In her eighties, ten Boom suffered several strokes and spent the last five years of her life paralyzed and unable to speak. On her ninety-first birthday, she died in Placentia, California.

Impact

Ten Boom’s legacy includes the individuals she saved and her writings about her wartime experiences and her faith. More than thirty years after her death, her books continue to be read, with a book of previously unpublished meditations, I Stand at the Door and Knock, released in 2008 and plays based on The Hiding Place performed by numerous groups. Her house in Haarlem was converted into a museum in 1988.

Personal Life

Ten Boom retired from international evangelism in her early eighties and moved to California, where she lived with a caretaker, Pamela Moore (who, following ten Boom’s death, wrote a book about her time with ten Boom). Ten Boom continued to speak at local churches until the stroke that rendered her unable to speak.

Bibliography

Carlson, Carole. Corrie ten Boom: Her Life and Faith. New Jersey: Revell, 1983. Print.

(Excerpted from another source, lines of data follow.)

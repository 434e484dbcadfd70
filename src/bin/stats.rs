use anyhow::Result;
use clap::Parser;
use docdex::db::{catalog, chunks, jobs, migrate, Db};
use docdex::sync::SYNC_JOB_NAME;
use docdex::Config;
use std::path::Path;

#[derive(Parser, Debug)]
#[command(name = "stats")]
#[command(about = "Show catalog counters and the last sync run")]
struct Args {}

#[tokio::main]
async fn main() -> Result<()> {
    env_logger::Builder::from_env(env_logger::Env::default().filter_or("RUST_LOG", "info")).init();

    let _args = Args::parse();

    let config = Config::load()?;
    let db = Db::new(config.db_path());
    let migrations_dir = Path::new("migrations");
    db.with_connection(|conn| migrate::run_migrations(conn, migrations_dir))
        .await?;

    let by_status = catalog::count_by_status(&db).await?;
    let total: i64 = by_status.iter().map(|(_, n)| n).sum();
    let chunk_count = chunks::count_all(&db).await?;

    println!("Documents: {}", total);
    for (status, count) in &by_status {
        println!("  {}: {}", status, count);
    }
    println!("Chunks: {}", chunk_count);

    match jobs::last_run(&db, SYNC_JOB_NAME).await? {
        Some(job) => {
            println!("Last sync: {} ({})", job.last_run_at.as_deref().unwrap_or("-"), job.status);
            if let Some(err) = job.last_error {
                println!("  {}", err);
            }
        }
        None => println!("Last sync: never"),
    }

    Ok(())
}
use crate::db::chunks::embedding_from_bytes;
use crate::db::Db;
use crate::embeddings::Embedder;
use crate::error::{DocdexError, Result};
use serde::Serialize;

/// Search hits carry a content preview capped at this many chars.
const PREVIEW_MAX_CHARS: usize = 500;

/// One similarity search hit
#[derive(Debug, Clone, Serialize)]
pub struct SearchResult {
    pub chunk_id: i64,
    pub doc_id: i64,
    pub chunk_idx: i64,
    pub content: String,
    pub score: f32,
    pub file_name: String,
    pub page_number: Option<i64>,
}

/// Cosine similarity search over stored chunk vectors.
///
/// Embeds the query, scans all chunks that have an embedding (optionally
/// restricted to one document), and returns the top `k` hits with score >=
/// `min_score`, best first. Chunks whose stored vector dimensionality does
/// not match the query (e.g. written by an older model) are skipped with a
/// warning rather than failing the search.
pub async fn search_similar(
    db: &Db,
    embedder: &dyn Embedder,
    query: &str,
    k: usize,
    min_score: f32,
    doc_id_filter: Option<i64>,
) -> Result<Vec<SearchResult>> {
    let query_vec = embedder.embed_query(query).await?;
    if query_vec.is_empty() {
        return Err(DocdexError::Embedding(
            "Empty query embedding".to_string(),
        ));
    }

    let rows = db
        .with_connection(move |conn| {
            let mut stmt = conn.prepare(
                "SELECT c.chunk_id, c.doc_id, c.chunk_idx, c.content, c.page_number, \
                 c.embedding, d.file_name \
                 FROM chunks c \
                 JOIN documents d ON c.doc_id = d.doc_id \
                 WHERE c.embedding IS NOT NULL \
                 AND (?1 IS NULL OR c.doc_id = ?1)",
            )?;
            let mapped = stmt.query_map(rusqlite::params![doc_id_filter], |row| {
                Ok((
                    row.get::<_, i64>(0)?,
                    row.get::<_, i64>(1)?,
                    row.get::<_, i64>(2)?,
                    row.get::<_, String>(3)?,
                    row.get::<_, Option<i64>>(4)?,
                    row.get::<_, Vec<u8>>(5)?,
                    row.get::<_, String>(6)?,
                ))
            })?;
            let mut rows = Vec::new();
            for row in mapped {
                rows.push(row?);
            }
            Ok::<Vec<_>, DocdexError>(rows)
        })
        .await?;

    let mut results: Vec<SearchResult> = Vec::new();
    for (chunk_id, doc_id, chunk_idx, content, page_number, blob, file_name) in rows {
        let embedding = embedding_from_bytes(&blob)?;
        if embedding.len() != query_vec.len() {
            log::warn!(
                "Skipping chunk {} with stale embedding dimension {} (query has {})",
                chunk_id,
                embedding.len(),
                query_vec.len()
            );
            continue;
        }

        let score = cosine_similarity(&query_vec, &embedding);
        if score >= min_score {
            results.push(SearchResult {
                chunk_id,
                doc_id,
                chunk_idx,
                content: content.chars().take(PREVIEW_MAX_CHARS).collect(),
                score,
                file_name,
                page_number,
            });
        }
    }

    results.sort_by(|a, b| b.score.partial_cmp(&a.score).unwrap_or(std::cmp::Ordering::Equal));
    results.truncate(k);
    Ok(results)
}

/// Cosine similarity of two equal-length vectors; 0.0 when either is zero.
pub fn cosine_similarity(a: &[f32], b: &[f32]) -> f32 {
    let dot: f32 = a.iter().zip(b).map(|(x, y)| x * y).sum();
    let norm_a: f32 = a.iter().map(|x| x * x).sum::<f32>().sqrt();
    let norm_b: f32 = b.iter().map(|x| x * x).sum::<f32>().sqrt();
    if norm_a == 0.0 || norm_b == 0.0 {
        return 0.0;
    }
    dot / (norm_a * norm_b)
}

#[cfg(test)]
mod tests {
    use super::*;
    use crate::db::catalog::{self, CreateOutcome, NewDocument};
    use crate::db::chunks::{insert_chunks_and_finalize, NewChunk};
    use crate::ingest::tests::setup_test_db;
    use async_trait::async_trait;
    use tempfile::TempDir;

    /// Query embedder returning a fixed vector
    struct FixedQueryEmbedder {
        vector: Vec<f32>,
    }

    #[async_trait]
    impl Embedder for FixedQueryEmbedder {
        async fn embed_batch(&self, texts: &[String]) -> Result<Vec<Vec<f32>>> {
            Ok(texts.iter().map(|_| self.vector.clone()).collect())
        }

        async fn embed_query(&self, _text: &str) -> Result<Vec<f32>> {
            Ok(self.vector.clone())
        }

        fn model_tag(&self) -> &str {
            "fixed"
        }
    }

    async fn create_doc_with_chunks(
        db: &crate::db::Db,
        path: &str,
        hash: &str,
        chunks: Vec<(&str, Vec<f32>)>,
    ) -> i64 {
        let outcome = catalog::create_processing(
            db,
            NewDocument {
                folder_id: None,
                file_name: path.rsplit('/').next().unwrap().to_string(),
                path: path.to_string(),
                file_type: "txt".to_string(),
                content_hash: hash.to_string(),
                size_bytes: 1,
                dept_id: 1,
                role_id: 3,
            },
        )
        .await
        .unwrap();
        let CreateOutcome::Created(doc_id) = outcome else {
            panic!("expected Created");
        };
        let records = chunks
            .into_iter()
            .enumerate()
            .map(|(i, (content, embedding))| NewChunk {
                chunk_idx: i as i64,
                content: content.to_string(),
                token_count: 1,
                page_number: None,
                embedding: Some(embedding),
                embed_model: Some("fixed".to_string()),
            })
            .collect();
        insert_chunks_and_finalize(db, doc_id, 1, records).await.unwrap();
        doc_id
    }

    #[test]
    fn test_cosine_similarity() {
        assert!((cosine_similarity(&[1.0, 0.0], &[1.0, 0.0]) - 1.0).abs() < 1e-6);
        assert!(cosine_similarity(&[1.0, 0.0], &[0.0, 1.0]).abs() < 1e-6);
        assert!((cosine_similarity(&[1.0, 0.0], &[-1.0, 0.0]) + 1.0).abs() < 1e-6);
        assert_eq!(cosine_similarity(&[0.0, 0.0], &[1.0, 0.0]), 0.0);
    }

    #[tokio::test]
    async fn test_search_ranks_by_similarity() {
        let temp_dir = TempDir::new().unwrap();
        let db = setup_test_db(&temp_dir).await;
        create_doc_with_chunks(
            &db,
            "/docs/a.txt",
            "h1",
            vec![
                ("exact match", vec![1.0, 0.0]),
                ("orthogonal", vec![0.0, 1.0]),
                ("diagonal", vec![0.7, 0.7]),
            ],
        )
        .await;

        let embedder = FixedQueryEmbedder {
            vector: vec![1.0, 0.0],
        };
        let results = search_similar(&db, &embedder, "anything", 10, 0.5, None)
            .await
            .unwrap();

        assert_eq!(results.len(), 2);
        assert_eq!(results[0].content, "exact match");
        assert!((results[0].score - 1.0).abs() < 1e-6);
        assert_eq!(results[1].content, "diagonal");
        assert!(results[1].score < results[0].score);
    }

    #[tokio::test]
    async fn test_search_doc_filter_and_k() {
        let temp_dir = TempDir::new().unwrap();
        let db = setup_test_db(&temp_dir).await;
        let doc_a = create_doc_with_chunks(
            &db,
            "/docs/a.txt",
            "h1",
            vec![("a0", vec![1.0, 0.0]), ("a1", vec![0.9, 0.1])],
        )
        .await;
        create_doc_with_chunks(&db, "/docs/b.txt", "h2", vec![("b0", vec![1.0, 0.0])]).await;

        let embedder = FixedQueryEmbedder {
            vector: vec![1.0, 0.0],
        };

        let filtered = search_similar(&db, &embedder, "q", 10, 0.0, Some(doc_a))
            .await
            .unwrap();
        assert_eq!(filtered.len(), 2);
        assert!(filtered.iter().all(|r| r.doc_id == doc_a));

        let top_one = search_similar(&db, &embedder, "q", 1, 0.0, None).await.unwrap();
        assert_eq!(top_one.len(), 1);
    }

    #[tokio::test]
    async fn test_search_skips_mismatched_dimensions() {
        let temp_dir = TempDir::new().unwrap();
        let db = setup_test_db(&temp_dir).await;
        create_doc_with_chunks(
            &db,
            "/docs/a.txt",
            "h1",
            vec![("stale three-dim", vec![1.0, 0.0, 0.0]), ("good", vec![1.0, 0.0])],
        )
        .await;

        let embedder = FixedQueryEmbedder {
            vector: vec![1.0, 0.0],
        };
        let results = search_similar(&db, &embedder, "q", 10, 0.0, None).await.unwrap();
        assert_eq!(results.len(), 1);
        assert_eq!(results[0].content, "good");
    }
}
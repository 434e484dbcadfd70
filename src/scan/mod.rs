pub mod hash;

pub use hash::fingerprint;

use crate::error::{DocdexError, Result};
use std::collections::{BTreeMap, HashSet};
use std::path::{Path, PathBuf};
use walkdir::WalkDir;

/// Extensions scanned by default (lowercase, no leading dot): the formats the
/// layout/OCR service handles plus the locally-parsed text formats.
pub const DEFAULT_EXTENSIONS: &[&str] = &[
    "pdf", "docx", "xlsx", "xls", "pptx", "png", "jpg", "jpeg", "tif", "tiff", "txt", "md",
];

/// One filesystem entry produced by a scan. Regenerated on every scan, never
/// persisted.
#[derive(Debug, Clone)]
pub struct FileInfo {
    pub path: PathBuf,
    pub name: String,
    /// Lowercase extension without the leading dot.
    pub extension: String,
    pub size: u64,
    /// Content fingerprint; empty when hashing was skipped.
    pub hash: String,
}

/// Deterministic inventory of one directory scan
#[derive(Debug, Clone)]
pub struct ScanResult {
    pub directory: PathBuf,
    pub total_files: usize,
    pub files: Vec<FileInfo>,
    pub by_type: BTreeMap<String, usize>,
}

/// Scan options
///
/// Hashing is opt-in because it is O(file size) and the scanner doubles as a
/// lightweight listing tool. With a glob pattern the pattern itself controls
/// depth (`**` recurses); the `recursive` flag applies to plain walks.
#[derive(Debug, Clone)]
pub struct ScanOptions {
    pub extensions: Option<HashSet<String>>,
    pub pattern: Option<String>,
    pub recursive: bool,
    pub compute_hash: bool,
}

impl Default for ScanOptions {
    fn default() -> Self {
        Self {
            extensions: None,
            pattern: None,
            recursive: true,
            compute_hash: false,
        }
    }
}

/// Normalize an extension filter entry: lowercase, no leading dot.
fn normalize_ext(ext: &str) -> String {
    ext.trim_start_matches('.').to_lowercase()
}

/// Scan a directory for supported files.
///
/// Returns the retained candidates sorted by file name ascending so repeated
/// scans of the same tree produce identical output. Fails wholesale: a bad
/// root is `DirectoryNotFound`, and any per-file stat/hash error aborts the
/// scan rather than yielding a partial listing.
pub fn scan_files(root: &Path, options: &ScanOptions) -> Result<ScanResult> {
    if !root.is_dir() {
        return Err(DocdexError::DirectoryNotFound(root.display().to_string()));
    }

    let allowed: HashSet<String> = match &options.extensions {
        Some(set) => set.iter().map(|e| normalize_ext(e)).collect(),
        None => DEFAULT_EXTENSIONS.iter().map(|e| e.to_string()).collect(),
    };

    let mut candidates: Vec<PathBuf> = Vec::new();

    if let Some(pattern) = &options.pattern {
        let full_pattern = root.join(pattern);
        let full_pattern = full_pattern.to_string_lossy();
        let paths = glob::glob(&full_pattern).map_err(|e| {
            DocdexError::InvalidInput(format!("Invalid glob pattern {}: {}", pattern, e))
        })?;
        for entry in paths {
            let path = entry.map_err(|e| DocdexError::Io(e.into_error()))?;
            if path.is_file() {
                candidates.push(path);
            }
        }
    } else {
        let mut walker = WalkDir::new(root).follow_links(true);
        if !options.recursive {
            walker = walker.max_depth(1);
        }
        for entry in walker {
            let entry = entry.map_err(|e| DocdexError::Io(e.into()))?;
            if entry.file_type().is_file() {
                candidates.push(entry.into_path());
            }
        }
    }

    let mut files: Vec<FileInfo> = Vec::new();
    let mut by_type: BTreeMap<String, usize> = BTreeMap::new();

    for path in candidates {
        let extension = path
            .extension()
            .and_then(|s| s.to_str())
            .unwrap_or("")
            .to_lowercase();
        if !allowed.contains(&extension) {
            continue;
        }

        let metadata = std::fs::metadata(&path)?;
        let hash = if options.compute_hash {
            fingerprint(&path)?
        } else {
            String::new()
        };
        let name = path
            .file_name()
            .map(|n| n.to_string_lossy().to_string())
            .unwrap_or_default();

        *by_type.entry(extension.clone()).or_insert(0) += 1;
        files.push(FileInfo {
            path,
            name,
            extension,
            size: metadata.len(),
            hash,
        });
    }

    files.sort_by(|a, b| a.name.cmp(&b.name).then_with(|| a.path.cmp(&b.path)));

    log::info!("Scanned {}: {} files found", root.display(), files.len());

    Ok(ScanResult {
        directory: root.to_path_buf(),
        total_files: files.len(),
        files,
        by_type,
    })
}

“Corrie ten Boom.” Holocaust Encyclopedia. United States Holocaust Memorial Museum. US Holocaust Memorial Museum, 18 Aug. 2015. Web. 24 Jan. 2016.

Ferreira, Patricia M. “Corrie ten Boom, a Dutch Savior.” International Raoul Wallenberg Foundation. Intl. Raoul Wallenberg Foundation, n.d. Web. 24 Jan. 2016.

“The Righteous Among the Nations: Boom ten Family.” Yad Vashem. Yad Vashem, 2016. Web. 24 Jan. 2016.

“History.” Corrie Ten Boom House Foundation. Corrie Ten Boom House Foundation, n.d. Web. 24 Jan. 2016.